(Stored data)
****************

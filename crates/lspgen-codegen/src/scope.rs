//! Identifier registry for one output unit.
//!
//! Go types and constants share one package block, so every exported
//! identifier in a unit must be unique. The one tolerated overlap is a
//! constant named after its own enumeration type. The registry records who
//! declared each identifier so a clash can name both declarations.

use std::collections::HashMap;

use crate::error::{RenderError, RenderResult};

/// Which group of declarations an identifier belongs to
#[derive(Debug, Clone, Copy, PartialEq, Eq, Hash)]
enum Namespace {
    /// Enumeration and alias type names
    Type,
    /// Enumeration constants
    Value,
}

impl Namespace {
    fn other(self) -> Self {
        match self {
            Namespace::Type => Namespace::Value,
            Namespace::Value => Namespace::Type,
        }
    }
}

/// Identifiers declared so far in one output unit
#[derive(Debug, Default)]
pub struct Scope {
    declared: HashMap<(Namespace, String), String>,
}

impl Scope {
    pub fn new() -> Self {
        Self::default()
    }

    /// Register a type name declared by `origin`.
    ///
    /// Fails with [`RenderError::DuplicateIdentifier`] if any type or constant
    /// already uses the name.
    pub fn declare_type(
        &mut self,
        identifier: &str,
        origin: impl Into<String>,
    ) -> RenderResult<()> {
        self.declare(Namespace::Type, identifier, origin.into(), None)
            .map(|_| ())
    }

    /// Register a constant of the enumeration type `owner`.
    ///
    /// A constant may share its own enumeration's type name; that overlap is
    /// reported by returning `true`. Any other clash with a type or constant
    /// fails with [`RenderError::DuplicateIdentifier`].
    pub fn declare_constant(
        &mut self,
        identifier: &str,
        owner: &str,
        origin: impl Into<String>,
    ) -> RenderResult<bool> {
        self.declare(Namespace::Value, identifier, origin.into(), Some(owner))
    }

    fn declare(
        &mut self,
        namespace: Namespace,
        identifier: &str,
        origin: String,
        owner: Option<&str>,
    ) -> RenderResult<bool> {
        let duplicate = |first: &String| RenderError::DuplicateIdentifier {
            identifier: identifier.to_string(),
            first: first.clone(),
            second: origin.clone(),
        };

        let key = (namespace, identifier.to_string());
        if let Some(first) = self.declared.get(&key) {
            return Err(duplicate(first));
        }

        let other = (namespace.other(), identifier.to_string());
        let shares_owner_name = match self.declared.get(&other) {
            Some(_) if owner == Some(identifier) => true,
            Some(first) => return Err(duplicate(first)),
            None => false,
        };

        self.declared.insert(key, origin);
        Ok(shares_owner_name)
    }
}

****************

--- Task statement ---
Gather each line of the records holding the string "registry".

--- Exercise result ---
//! Identifier registry for one output unit.
//! constant named after its own enumeration type. The registry records who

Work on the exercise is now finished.